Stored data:
────────────────────

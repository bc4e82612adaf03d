//! Notifier that records committed transitions in the audit log.

use async_trait::async_trait;

use agentmart_core::events::DomainEvent;
use agentmart_core::result::AppResult;
use agentmart_database::repositories::AuditLogRepository;
use agentmart_entity::audit::CreateAuditLogEntry;

use super::TransitionNotifier;

/// Audit target type for listing events.
pub const LISTING_TARGET: &str = "listing";

/// Writes one `audit_log` row per event.
#[derive(Debug, Clone)]
pub struct AuditNotifier {
    repo: AuditLogRepository,
}

impl AuditNotifier {
    /// Creates a new audit notifier.
    pub fn new(repo: AuditLogRepository) -> Self {
        Self { repo }
    }

    /// Build the row recorded for `event`.
    pub fn entry_for(event: &DomainEvent) -> AppResult<CreateAuditLogEntry> {
        Ok(CreateAuditLogEntry {
            actor_id: event.actor_id,
            action: event.payload.action().to_string(),
            target_type: LISTING_TARGET.to_string(),
            target_id: Some(event.payload.target_id()),
            details: Some(serde_json::to_value(&event.payload)?),
        })
    }
}

#[async_trait]
impl TransitionNotifier for AuditNotifier {
    fn name(&self) -> &'static str {
        "audit"
    }

    async fn notify(&self, event: &DomainEvent) -> AppResult<()> {
        let entry = Self::entry_for(event)?;
        self.repo.create(&entry).await?;
        Ok(())
    }
}
//! Tower/Axum middleware.

pub mod cors;
pub mod logging;
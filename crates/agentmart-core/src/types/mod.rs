//! Core type definitions used across the AgentMart workspace.

pub mod pagination;

pub use pagination::{PageRequest, PageResponse};
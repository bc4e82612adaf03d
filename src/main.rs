//! AgentMart Server: agent marketplace listing and review service.
//!
//! Main entry point that loads configuration, prepares the database, and
//! starts the HTTP server.

use tracing_subscriber::{EnvFilter, fmt};

use agentmart_core::config::AppConfig;
use agentmart_core::error::AppError;
use agentmart_database::DatabasePool;
use agentmart_database::migration;

#[tokio::main]
async fn main() {
    let config = match load_configuration() {
        Ok(c) => c,
        Err(e) => {
            eprintln!("Failed to load configuration: {e}");
            std::process::exit(1);
        }
    };

    init_logging(&config);

    if let Err(e) = run(config).await {
        tracing::error!(error = %e, "Server error");
        std::process::exit(1);
    }
}

/// Load configuration from file and environment
fn load_configuration() -> Result<AppConfig, AppError> {
    let config_path =
        std::env::var("AGENTMART_CONFIG").unwrap_or_else(|_| "config/default.toml".to_string());
    let env = std::env::var("AGENTMART_ENV").unwrap_or_else(|_| "development".to_string());

    AppConfig::load(&config_path, &env)
}

/// Initialize tracing/logging
fn init_logging(config: &AppConfig) {
    let filter =
        EnvFilter::try_from_default_env().unwrap_or_else(|_| EnvFilter::new(&config.logging.level));

    match config.logging.format.as_str() {
        "json" => {
            fmt()
                .json()
                .with_env_filter(filter)
                .with_target(true)
                .with_thread_ids(true)
                .init();
        }
        _ => {
            fmt()
                .pretty()
                .with_env_filter(filter)
                .with_target(true)
                .init();
        }
    }
}

/// Main server run function
async fn run(config: AppConfig) -> Result<(), AppError> {
    tracing::info!("Starting AgentMart v{}", env!("CARGO_PKG_VERSION"));

    // ── Step 1: Database connection ──────────────────────────────
    let db = DatabasePool::connect(&config.database).await?;

    // ── Step 2: Migrations ───────────────────────────────────────
    if config.database.auto_migrate {
        migration::run_migrations(db.pool()).await?;
    } else {
        tracing::info!("Automatic migrations disabled");
    }

    // ── Step 3: HTTP server ──────────────────────────────────────
    agentmart_api::run_server(config, db).await?;

    tracing::info!("AgentMart server shut down gracefully");
    Ok(())
}
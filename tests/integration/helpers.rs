//! Shared test helpers for integration tests.

use std::sync::Arc;

use axum::Router;
use axum::body::Body;
use axum::http::{Request, StatusCode};
use serde_json::Value;
use tower::ServiceExt;
use uuid::Uuid;

use agentmart_api::AppState;
use agentmart_core::config::AppConfig;
use agentmart_database::store::{ListingStore, MemoryListingStore};
use agentmart_service::NotifierSet;

/// A caller identity as forwarded by the gateway.
#[derive(Debug, Clone, Copy)]
pub struct Actor {
    pub id: Uuid,
    pub role: &'static str,
}

impl Actor {
    pub fn new(role: &'static str) -> Self {
        Self {
            id: Uuid::new_v4(),
            role,
        }
    }

    pub fn seller() -> Self {
        Self::new("seller")
    }

    pub fn staff() -> Self {
        Self::new("staff")
    }

    pub fn admin() -> Self {
        Self::new("admin")
    }
}

/// Test application context
pub struct TestApp {
    /// The Axum router for making test requests
    pub router: Router,
    /// Backing store, for fixtures that bypass the API
    pub store: MemoryListingStore,
}

impl TestApp {
    /// Create a new test application with default configuration
    pub fn new() -> Self {
        Self::with_config(AppConfig::default())
    }

    /// Create a new test application with the given configuration
    pub fn with_config(config: AppConfig) -> Self {
        let store = MemoryListingStore::new();
        let shared: Arc<dyn ListingStore> = Arc::new(store.clone());
        let state = AppState::new(config.clone(), shared, NotifierSet::new());
        let router = agentmart_api::build_app(state, &config.server.cors);
        Self { router, store }
    }

    /// Make an HTTP request to the test app
    pub async fn request(
        &self,
        method: &str,
        path: &str,
        body: Option<Value>,
        actor: Option<Actor>,
    ) -> TestResponse {
        let body_str = body
            .map(|b| serde_json::to_string(&b).expect("Failed to serialize body"))
            .unwrap_or_default();

        let mut req = Request::builder()
            .method(method)
            .uri(path)
            .header("Content-Type", "application/json");

        if let Some(actor) = actor {
            req = req
                .header("X-Actor-Id", actor.id.to_string())
                .header("X-Actor-Role", actor.role);
        }

        let req = req
            .body(Body::from(body_str))
            .expect("Failed to build request");

        let response = self
            .router
            .clone()
            .oneshot(req)
            .await
            .expect("Failed to send request");

        let status = response.status();
        let body_bytes = axum::body::to_bytes(response.into_body(), 1024 * 1024)
            .await
            .expect("Failed to read body");

        let body: Value = serde_json::from_slice(&body_bytes).unwrap_or(Value::Null);

        TestResponse { status, body }
    }

    /// Create a draft listing and return its JSON
    pub async fn create_listing(&self, seller: Actor, title: &str) -> Value {
        let response = self
            .request(
                "POST",
                "/api/listings",
                Some(serde_json::json!({
                    "title": title,
                    "description": "Automates the boring parts.",
                    "tags": ["Automation"],
                    "price_cents": 1500,
                    "pricing_model": "one_time",
                })),
                Some(seller),
            )
            .await;
        assert_eq!(response.status, StatusCode::CREATED, "{:?}", response.body);
        response.data().clone()
    }

    /// Create, submit, and approve a listing; returns the approved JSON
    pub async fn publish_listing(&self, seller: Actor, staff: Actor, title: &str) -> Value {
        let id = self.create_listing(seller, title).await["id"].as_str().map(String::from);
        let id = id.expect("listing id");
        self.post_ok(&format!("/api/listings/{id}/submit"), seller).await;
        self.post_ok(&format!("/api/admin/listings/{id}/approve"), staff)
            .await
    }

    /// POST without a body and expect 2xx; returns `data`
    pub async fn post_ok(&self, path: &str, actor: Actor) -> Value {
        let response = self.request("POST", path, None, Some(actor)).await;
        assert!(
            response.status.is_success(),
            "POST {path} failed with {}: {:?}",
            response.status,
            response.body
        );
        response.data().clone()
    }
}

/// Response from a test request
#[derive(Debug)]
pub struct TestResponse {
    /// HTTP status code
    pub status: StatusCode,
    /// Parsed JSON body
    pub body: Value,
}

impl TestResponse {
    /// The `data` member of a success envelope
    pub fn data(&self) -> &Value {
        &self.body["data"]
    }

    /// The machine-readable `error` code of an error body
    pub fn error_code(&self) -> &str {
        self.body["error"].as_str().unwrap_or_default()
    }
}
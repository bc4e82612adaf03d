//! Listing repository: read-side queries over committed state.

use sqlx::PgPool;
use uuid::Uuid;

use agentmart_core::error::{AppError, ErrorKind};
use agentmart_core::result::AppResult;
use agentmart_core::types::pagination::{PageRequest, PageResponse};
use agentmart_entity::listing::{Listing, ListingStatus};

/// Name of the unique constraint on `listings.slug`.
pub(crate) const SLUG_CONSTRAINT: &str = "listings_slug_key";

/// Repository for listing reads.
#[derive(Debug, Clone)]
pub struct ListingRepository {
    pool: PgPool,
}

impl ListingRepository {
    /// Create a new listing repository.
    pub fn new(pool: PgPool) -> Self {
        Self { pool }
    }

    /// Find a listing by ID.
    pub async fn find_by_id(&self, id: Uuid) -> AppResult<Option<Listing>> {
        sqlx::query_as::<_, Listing>("SELECT * FROM listings WHERE id = $1")
            .bind(id)
            .fetch_optional(&self.pool)
            .await
            .map_err(|e| AppError::with_source(ErrorKind::Database, "Failed to find listing", e))
    }

    /// Find a listing by slug.
    pub async fn find_by_slug(&self, slug: &str) -> AppResult<Option<Listing>> {
        sqlx::query_as::<_, Listing>("SELECT * FROM listings WHERE slug = $1")
            .bind(slug)
            .fetch_optional(&self.pool)
            .await
            .map_err(|e| {
                AppError::with_source(ErrorKind::Database, "Failed to find listing by slug", e)
            })
    }

    /// Find the direct children of a listing.
    pub async fn find_children(&self, parent_id: Uuid) -> AppResult<Vec<Listing>> {
        sqlx::query_as::<_, Listing>(
            "SELECT * FROM listings WHERE parent_id = $1 ORDER BY version ASC",
        )
        .bind(parent_id)
        .fetch_all(&self.pool)
        .await
        .map_err(|e| {
            AppError::with_source(ErrorKind::Database, "Failed to find listing children", e)
        })
    }

    /// Find all listings owned by a seller.
    pub async fn find_by_owner(&self, owner_id: Uuid) -> AppResult<Vec<Listing>> {
        sqlx::query_as::<_, Listing>(
            "SELECT * FROM listings WHERE owner_id = $1 ORDER BY created_at DESC",
        )
        .bind(owner_id)
        .fetch_all(&self.pool)
        .await
        .map_err(|e| {
            AppError::with_source(ErrorKind::Database, "Failed to find listings by owner", e)
        })
    }

    /// Find listings in a status, oldest submission first.
    pub async fn find_by_status(
        &self,
        status: ListingStatus,
        page: &PageRequest,
    ) -> AppResult<PageResponse<Listing>> {
        let total: i64 = sqlx::query_scalar("SELECT COUNT(*) FROM listings WHERE status = $1")
            .bind(status)
            .fetch_one(&self.pool)
            .await
            .map_err(|e| {
                AppError::with_source(ErrorKind::Database, "Failed to count listings", e)
            })?;

        let items = sqlx::query_as::<_, Listing>(
            "SELECT * FROM listings WHERE status = $1 \
             ORDER BY submitted_at ASC NULLS LAST, created_at ASC \
             LIMIT $2 OFFSET $3",
        )
        .bind(status)
        .bind(page.limit() as i64)
        .bind(page.offset() as i64)
        .fetch_all(&self.pool)
        .await
        .map_err(|e| {
            AppError::with_source(ErrorKind::Database, "Failed to list listings by status", e)
        })?;

        Ok(PageResponse::new(
            items,
            page.page,
            page.page_size,
            total as u64,
        ))
    }

    /// Load every listing.
    pub async fn find_all(&self) -> AppResult<Vec<Listing>> {
        sqlx::query_as::<_, Listing>("SELECT * FROM listings ORDER BY created_at ASC")
            .fetch_all(&self.pool)
            .await
            .map_err(|e| AppError::with_source(ErrorKind::Database, "Failed to load listings", e))
    }

    /// Check database connectivity.
    pub async fn ping(&self) -> AppResult<bool> {
        sqlx::query_scalar::<_, i32>("SELECT 1")
            .fetch_one(&self.pool)
            .await
            .map(|v| v == 1)
            .map_err(|e| AppError::with_source(ErrorKind::Database, "Health check failed", e))
    }
}

/// Map a write failure, turning a slug collision into a conflict.
pub(crate) fn map_write_error(err: sqlx::Error, slug: &str, action: &str) -> AppError {
    match err {
        sqlx::Error::Database(ref db_err) if db_err.constraint() == Some(SLUG_CONSTRAINT) => {
            AppError::conflict(format!("Slug '{slug}' is already in use"))
        }
        e => AppError::with_source(ErrorKind::Database, format!("Failed to {action}"), e),
    }
}
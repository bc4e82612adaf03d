//! Role-based access control (RBAC) enforcement.

pub mod enforcer;
pub mod policies;

pub use enforcer::RbacEnforcer;
pub use policies::{MarketPermission, RbacPolicies};
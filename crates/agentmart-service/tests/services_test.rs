//! Listing and review services: authorization, policy checks, and reads.

mod common;

use std::sync::Arc;

use uuid::Uuid;

use agentmart_auth::RbacEnforcer;
use agentmart_core::config::{CacheConfig, ReviewConfig};
use agentmart_core::error::ErrorKind;
use agentmart_core::types::PageRequest;
use agentmart_database::store::{ListingStore, MemoryListingStore};
use agentmart_entity::listing::ListingStatus;
use agentmart_entity::user::UserRole;
use agentmart_service::notify::NotifierSet;
use agentmart_service::{
    ListingService, RequestContext, ReviewService, ReviewWorkflow, SlugResolver,
};

use common::content;

struct Fixture {
    listings: ListingService,
    reviews: ReviewService,
}

fn fixture(config: ReviewConfig) -> Fixture {
    let store: Arc<dyn ListingStore> = Arc::new(MemoryListingStore::new());
    let resolver = Arc::new(SlugResolver::new(Arc::clone(&store), &CacheConfig::default()));
    let notifier = NotifierSet::new().with(resolver.clone());
    let workflow = Arc::new(ReviewWorkflow::new(store, Arc::new(notifier)));
    let rbac = Arc::new(RbacEnforcer::new());
    Fixture {
        listings: ListingService::new(Arc::clone(&workflow), resolver, Arc::clone(&rbac)),
        reviews: ReviewService::new(workflow, rbac, config),
    }
}

fn actor(role: UserRole) -> RequestContext {
    RequestContext::new(Uuid::new_v4(), role, None, None)
}

#[tokio::test]
async fn test_buyer_cannot_create_listing() {
    let f = fixture(ReviewConfig::default());
    let err = f
        .listings
        .create(&actor(UserRole::Buyer), content("Lead Scorer"))
        .await
        .unwrap_err();
    assert_eq!(err.kind, ErrorKind::Authorization);
}

#[tokio::test]
async fn test_seller_cannot_approve() {
    let f = fixture(ReviewConfig::default());
    let seller = actor(UserRole::Seller);
    let listing = f.listings.create(&seller, content("Lead Scorer")).await.unwrap();
    f.listings.submit(&seller, listing.id).await.unwrap();

    let err = f.reviews.approve(&seller, listing.id).await.unwrap_err();
    assert_eq!(err.kind, ErrorKind::Authorization);
}

#[tokio::test]
async fn test_short_rejection_reason_is_refused() {
    let f = fixture(ReviewConfig::default());
    let seller = actor(UserRole::Seller);
    let staff = actor(UserRole::Staff);
    let listing = f.listings.create(&seller, content("Lead Scorer")).await.unwrap();
    f.listings.submit(&seller, listing.id).await.unwrap();

    let err = f.reviews.reject(&staff, listing.id, "too short").await.unwrap_err();
    assert_eq!(err.kind, ErrorKind::Validation);

    let rejected = f
        .reviews
        .reject(&staff, listing.id, "needs more detail")
        .await
        .unwrap();
    assert_eq!(rejected.status, ListingStatus::Rejected);
}

#[tokio::test]
async fn test_invalid_state_surfaces_current_status() {
    let f = fixture(ReviewConfig::default());
    let seller = actor(UserRole::Seller);
    let staff = actor(UserRole::Staff);
    let listing = f.listings.create(&seller, content("Lead Scorer")).await.unwrap();

    let err = f.reviews.approve(&staff, listing.id).await.unwrap_err();
    assert_eq!(err.kind, ErrorKind::InvalidState);
    assert_eq!(err.details.unwrap()["current_status"], "DRAFT");
}

#[tokio::test]
async fn test_self_review_is_refused_unless_allowed() {
    let admin = actor(UserRole::Admin);

    let f = fixture(ReviewConfig::default());
    let listing = f.listings.create(&admin, content("Lead Scorer")).await.unwrap();
    f.listings.submit(&admin, listing.id).await.unwrap();
    let err = f.reviews.approve(&admin, listing.id).await.unwrap_err();
    assert_eq!(err.kind, ErrorKind::Authorization);

    let f = fixture(ReviewConfig {
        allow_self_review: true,
        ..ReviewConfig::default()
    });
    let listing = f.listings.create(&admin, content("Lead Scorer")).await.unwrap();
    f.listings.submit(&admin, listing.id).await.unwrap();
    assert!(f.reviews.approve(&admin, listing.id).await.is_ok());
}

#[tokio::test]
async fn test_review_queue_orders_by_submission() {
    let f = fixture(ReviewConfig::default());
    let seller = actor(UserRole::Seller);
    let staff = actor(UserRole::Staff);

    let mut submitted = Vec::new();
    for title in ["First Agent", "Second Agent", "Third Agent"] {
        let listing = f.listings.create(&seller, content(title)).await.unwrap();
        f.listings.submit(&seller, listing.id).await.unwrap();
        submitted.push(listing.id);
    }
    f.listings.create(&seller, content("Unsubmitted")).await.unwrap();

    let page = f.reviews.queue(&staff, &PageRequest::new(1, 2)).await.unwrap();
    assert_eq!(page.total_items, 3);
    assert_eq!(page.items.len(), 2);
    assert_eq!(page.items[0].id, submitted[0]);
    assert_eq!(page.items[1].id, submitted[1]);
    assert!(page.has_next);
}

#[tokio::test]
async fn test_visibility_of_unreleased_listings() {
    let f = fixture(ReviewConfig::default());
    let seller = actor(UserRole::Seller);
    let listing = f.listings.create(&seller, content("Lead Scorer")).await.unwrap();

    assert!(f.listings.get(&seller, listing.id).await.is_ok());
    assert!(f.listings.get(&actor(UserRole::Staff), listing.id).await.is_ok());

    let err = f
        .listings
        .get(&actor(UserRole::Buyer), listing.id)
        .await
        .unwrap_err();
    assert_eq!(err.kind, ErrorKind::NotFound);
}

#[tokio::test]
async fn test_slug_follows_promotion() {
    let f = fixture(ReviewConfig::default());
    let seller = actor(UserRole::Seller);
    let staff = actor(UserRole::Staff);
    let buyer = actor(UserRole::Buyer);

    let v1 = f.listings.create(&seller, content("Lead Scorer")).await.unwrap();
    f.listings.submit(&seller, v1.id).await.unwrap();
    f.reviews.approve(&staff, v1.id).await.unwrap();

    // Warm the cache with the original version.
    let resolved = f.listings.resolve_slug(&buyer, "lead-scorer").await.unwrap();
    assert_eq!(resolved.id, v1.id);

    let v2 = f.listings.request_update(&seller, v1.id).await.unwrap();
    f.listings.submit(&seller, v2.id).await.unwrap();
    f.reviews.approve(&staff, v2.id).await.unwrap();

    let resolved = f.listings.resolve_slug(&buyer, "lead-scorer").await.unwrap();
    assert_eq!(resolved.id, v2.id);
    assert_eq!(resolved.version, 2);

    // Archived versions remain addressable by their owner only.
    let err = f
        .listings
        .resolve_slug(&buyer, "lead-scorer-v1-archived")
        .await
        .unwrap_err();
    assert_eq!(err.kind, ErrorKind::NotFound);
    let archived = f
        .listings
        .resolve_slug(&seller, "lead-scorer-v1-archived")
        .await
        .unwrap();
    assert_eq!(archived.id, v1.id);
}

#[tokio::test]
async fn test_lineage_lists_every_version() {
    let f = fixture(ReviewConfig::default());
    let seller = actor(UserRole::Seller);
    let staff = actor(UserRole::Staff);

    let v1 = f.listings.create(&seller, content("Lead Scorer")).await.unwrap();
    f.listings.submit(&seller, v1.id).await.unwrap();
    f.reviews.approve(&staff, v1.id).await.unwrap();
    let v2 = f.listings.request_update(&seller, v1.id).await.unwrap();
    f.listings.submit(&seller, v2.id).await.unwrap();
    f.reviews.approve(&staff, v2.id).await.unwrap();
    let v3 = f.listings.request_update(&seller, v2.id).await.unwrap();

    let lineage = f.listings.lineage(&seller, v3.id).await.unwrap();
    assert_eq!(lineage.root_id, v1.id);
    assert_eq!(lineage.live_id, Some(v2.id));
    let versions: Vec<_> = lineage.versions.iter().map(|l| l.version).collect();
    assert_eq!(versions, vec![1, 2, 3]);

    let err = f
        .listings
        .lineage(&actor(UserRole::Buyer), v2.id)
        .await
        .unwrap_err();
    assert_eq!(err.kind, ErrorKind::Authorization);
}

#[tokio::test]
async fn test_list_mine_only_returns_own_listings() {
    let f = fixture(ReviewConfig::default());
    let seller = actor(UserRole::Seller);
    let other = actor(UserRole::Seller);
    f.listings.create(&seller, content("Mine One")).await.unwrap();
    f.listings.create(&seller, content("Mine Two")).await.unwrap();
    f.listings.create(&other, content("Theirs")).await.unwrap();

    let mine = f.listings.list_mine(&seller).await.unwrap();
    assert_eq!(mine.len(), 2);
    assert!(mine.iter().all(|l| l.owner_id == seller.user_id));
}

────────────────────

Description of the task
Start with the first line of the data and print every line exactly. The line containing "use agentmart_database::DatabasePool;" is the last one to include.

Solution for this problem
repository bc4e82612adaf03d
//! Notifier that records committed transitions in the audit log.

use async_trait::async_trait;

use agentmart_core::events::DomainEvent;
use agentmart_core::result::AppResult;
use agentmart_database::repositories::AuditLogRepository;
use agentmart_entity::audit::CreateAuditLogEntry;

use super::TransitionNotifier;

/// Audit target type for listing events.
pub const LISTING_TARGET: &str = "listing";

/// Writes one `audit_log` row per event.
#[derive(Debug, Clone)]
pub struct AuditNotifier {
    repo: AuditLogRepository,
}

impl AuditNotifier {
    /// Creates a new audit notifier.
    pub fn new(repo: AuditLogRepository) -> Self {
        Self { repo }
    }

    /// Build the row recorded for `event`.
    pub fn entry_for(event: &DomainEvent) -> AppResult<CreateAuditLogEntry> {
        Ok(CreateAuditLogEntry {
            actor_id: event.actor_id,
            action: event.payload.action().to_string(),
            target_type: LISTING_TARGET.to_string(),
            target_id: Some(event.payload.target_id()),
            details: Some(serde_json::to_value(&event.payload)?),
        })
    }
}

#[async_trait]
impl TransitionNotifier for AuditNotifier {
    fn name(&self) -> &'static str {
        "audit"
    }

    async fn notify(&self, event: &DomainEvent) -> AppResult<()> {
        let entry = Self::entry_for(event)?;
        self.repo.create(&entry).await?;
        Ok(())
    }
}
//! Tower/Axum middleware.

pub mod cors;
pub mod logging;
filename crates/agentmart-core/src/types/mod.rs
//! Core type definitions used across the AgentMart workspace.

pub mod pagination;

pub use pagination::{PageRequest, PageResponse};
repository bc4e82612adaf03d
filename src/main.rs
//! AgentMart Server: agent marketplace listing and review service.
//!
//! Main entry point that loads configuration, prepares the database, and
//! starts the HTTP server.

use tracing_subscriber::{EnvFilter, fmt};

use agentmart_core::config::AppConfig;
use agentmart_core::error::AppError;
use agentmart_database::DatabasePool;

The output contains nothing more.